# This is what I smoked tonight..



## G Bear (Dec 8, 2020)

brined a pork roast and smoked it with pecan til it hit 145. then a quick char on the grill.


----------



## farmingfisherman (Dec 8, 2020)

I smoked some of my Tower of 6 indica I grew over the winter, now I'm one with the couch..


----------



## G Bear (Dec 8, 2020)

i smoked some of my gelato 33 before and after this


----------



## mistergrafik (Dec 8, 2020)

G Bear said:


> brined a pork roast and smoked it with pecan til it hit 145. then a quick char on the grill.
> View attachment 4763512


Welcome to Terpene Town


----------



## mistergrafik (Dec 8, 2020)

This is amazing. I'm throwing my PB&J in the trashcan.


----------



## G Bear (Dec 25, 2020)

I smoked a prime rib the other night. It was covered in garlic herb butter. Smoked at 225 for 4 hours, then reverse seared on a super hot grill. It went well with bird dog whiskey and more gelato 33.


----------



## mistergrafik (Dec 25, 2020)

G Bear said:


> I smoked a prime rib the other night. It was covered in garlic herb butter. Smoked at 225 for 4 hours, then reverse seared on a super hot grill. It went well with bird dog whiskey and more gelato 33.View attachment 4778021


Trade 4 Timber Cypress 8 LED? Can ship first


----------



## JoeBlow5823 (Dec 25, 2020)

Im smokin crack.


----------



## anomalii (Dec 25, 2020)

G Bear said:


> I smoked a prime rib the other night. It was covered in garlic herb butter. Smoked at 225 for 4 hours, then reverse seared on a super hot grill. It went well with bird dog whiskey and more gelato 33.View attachment 4778021


Nice job, looks perfect. I did the same tonight.

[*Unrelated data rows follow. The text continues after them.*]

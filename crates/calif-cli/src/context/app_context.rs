use anyhow::Context;
use calif_config::CalifConfig;
use calif_core::GradingMode;
use calif_engine::{GradingLayout, TeamRegistry};

use crate::cli::GlobalFlags;
use crate::commands::shared::parse::parse_enum;

/// Configuration and roots shared by every command handler.
pub struct AppContext {
    pub config: CalifConfig,
    layout: GradingLayout,
}

/// Which roots a command reads or writes.
#[derive(Clone, Copy, Debug, Eq, PartialEq)]
pub enum Roots {
    Submissions,
    Grading,
    Both,
}

impl AppContext {
    /// Load config and apply `--root` / `--grading-root`.
    pub fn init(flags: &GlobalFlags) -> anyhow::Result<Self> {
        let mut config =
            CalifConfig::load_with_dotenv().context("failed to load calif configuration")?;
        apply_overrides(&mut config, flags);
        super::warn_unconfigured(&config);
        Ok(Self::new(config))
    }

    #[must_use]
    pub fn new(config: CalifConfig) -> Self {
        let layout = GradingLayout::new(
            config.paths.submissions_root.trim(),
            config.paths.grading_root.trim(),
        );
        Self { config, layout }
    }

    /// The layout, after checking that the roots a command needs are set.
    pub fn layout(&self, roots: Roots) -> anyhow::Result<&GradingLayout> {
        if matches!(roots, Roots::Submissions | Roots::Both) {
            self.config.paths.submissions_root()?;
        }
        if matches!(roots, Roots::Grading | Roots::Both) {
            self.config.paths.grading_root()?;
        }
        tracing::debug!(
            submissions_root = %self.layout.submissions_root.display(),
            grading_root = %self.layout.grading_root.display(),
            "context: roots resolved"
        );
        Ok(&self.layout)
    }

    #[must_use]
    pub fn registry(&self) -> TeamRegistry {
        TeamRegistry::new(self.layout.clone())
    }

    #[must_use]
    pub fn audio_extensions(&self) -> Vec<String> {
        self.config.review.audio_extensions.clone()
    }

    /// `--mode` when given, else the mode recorded in the group's team file,
    /// else the configured default.
    pub fn resolve_mode(&self, raw: Option<&str>, group: &str) -> anyhow::Result<GradingMode> {
        if let Some(raw) = raw {
            return parse_enum(raw, "mode");
        }
        let registry = self.registry();
        if registry.exists(group) {
            return Ok(registry.load(group).mode());
        }
        Ok(self.config.general.default_mode)
    }
}

fn apply_overrides(config: &mut CalifConfig, flags: &GlobalFlags) {
    if let Some(root) = &flags.root {
        config.paths.submissions_root.clone_from(root);
    }
    if let Some(root) = &flags.grading_root {
        config.paths.grading_root.clone_from(root);
    }
}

Rubbed with garlic, salt, and pepper and smoked on a Webber grill, 255F over mesquite (#TexasBBQ) until 115F. Fired up the coals and finished hot and fast.


----------



## G Bear (Jan 17, 2021)

beercan chicken, nfl playoffs, dark rum, and gelato 33.


----------



## G Bear (Jan 17, 2021)

i also smoked some egg plants because im making baba gannoush.


----------



## MICHI-CAN (Jan 17, 2021)

G Bear said:


> beercan chicken, nfl playoffs, dark rum, and gelato 33.


Just a recipe from a smoking beer hater in token of good food. Try Dos XXX Gold. 50/50 with your favorite tequila diluted 1part too kill ya to 4 parts water. Add finely diced Anehiems and a couple whole garlic cloves. YW. 

Peace.


----------